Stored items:
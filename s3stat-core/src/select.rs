//! Object selection: which keys under a prefix belong to the requested day.
//!
//! Selection is lazy. [`select`] returns a stream; listing pages are only
//! requested from the store as the stream is polled, and a failed listing call
//! surfaces as [`PipelineError::Enumeration`] on the stream.

use chrono::NaiveDate;
use futures::stream::{self, Stream, TryStreamExt};
use serde::{Deserialize, Serialize};
use tracing::debug;

use crate::contract::{LogObjectRef, ObjectStore};
use crate::error::PipelineError;

/// The day a run reports on.
#[derive(Debug, Clone, Copy, PartialEq, Eq)]
pub struct DateFilter {
    date: NaiveDate,
}

impl DateFilter {
    pub fn new(date: NaiveDate) -> Self {
        Self { date }
    }

    pub fn date(&self) -> NaiveDate {
        self.date
    }

    /// The date as it appears in log object keys: `YYYY-MM-DD`.
    pub fn token(&self) -> String {
        self.date.format("%Y-%m-%d").to_string()
    }
}

/// How keys are matched against the date.
#[derive(Debug, Clone, Copy, PartialEq, Eq, Default, Serialize, Deserialize)]
#[serde(rename_all = "snake_case")]
pub enum SelectionStrategy {
    /// List everything under the prefix, keep keys containing `marker + date`.
    #[default]
    FilterAfterList,
    /// List only under `prefix + date`. Cheaper when keys start with the date.
    PrefixExtension,
}

/// What to select: container, prefix, day and matching rules.
#[derive(Debug, Clone)]
pub struct SelectionQuery {
    pub container: String,
    pub prefix: String,
    pub date: DateFilter,
    pub strategy: SelectionStrategy,
    /// Prepended to the date token when substring matching, e.g. `access_log-`.
    pub marker: String,
    /// Whether selected objects must be gunzipped.
    pub compressed: bool,
}

impl SelectionQuery {
    /// Prefix handed to the listing call.
    pub fn listing_prefix(&self) -> String {
        match self.strategy {
            SelectionStrategy::FilterAfterList => self.prefix.clone(),
            SelectionStrategy::PrefixExtension => format!("{}{}", self.prefix, self.date.token()),
        }
    }

    /// Whether a listed key belongs in the run.
    pub fn matches(&self, key: &str) -> bool {
        if key.is_empty() || key.ends_with('/') {
            return false;
        }
        match self.strategy {
            SelectionStrategy::FilterAfterList => {
                key.starts_with(&self.prefix)
                    && key.contains(&format!("{}{}", self.marker, self.date.token()))
            }
            SelectionStrategy::PrefixExtension => key.starts_with(&self.listing_prefix()),
        }
    }
}

enum Cursor {
    Start,
    Next(String),
    Done,
}

/// Enumerate the objects selected by `query`, page by page, in listing order.
pub fn select<'a, S>(
    store: &'a S,
    query: &'a SelectionQuery,
) -> impl Stream<Item = Result<LogObjectRef, PipelineError>> + 'a
where
    S: ObjectStore + ?Sized,
{
    let listing_prefix = query.listing_prefix();

    let pages = stream::try_unfold(Cursor::Start, move |cursor| {
        let listing_prefix = listing_prefix.clone();
        async move {
            let continuation = match cursor {
                Cursor::Start => None,
                Cursor::Next(token) => Some(token),
                Cursor::Done => return Ok(None),
            };
            let page = store
                .list_page(&query.container, &listing_prefix, continuation)
                .await
                .map_err(|source| PipelineError::Enumeration {
                    container: query.container.clone(),
                    prefix: listing_prefix.clone(),
                    source,
                })?;
            debug!(
                container = %query.container,
                prefix = %listing_prefix,
                keys = page.keys.len(),
                more = page.next.is_some(),
                "Listed page"
            );
            let cursor = match page.next {
                Some(token) => Cursor::Next(token),
                None => Cursor::Done,
            };
            Ok::<_, PipelineError>(Some((page.keys, cursor)))
        }
    });

    pages
        .map_ok(move |keys| {
            stream::iter(
                keys.into_iter()
                    .filter(|key| query.matches(key))
                    .map(|key| {
                        Ok(LogObjectRef {
                            container: query.container.clone(),
                            key,
                            compressed: query.compressed,
                        })
                    })
                    .collect::<Vec<_>>(),
            )
        })
        .try_flatten()
}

#### Task instructions:
In the entries above, find each line with the word "impl" and copy it.

#### Exercise solution:
impl DateFilter {
impl SelectionQuery {
) -> impl Stream<Item = Result<LogObjectRef, PipelineError>> + 'a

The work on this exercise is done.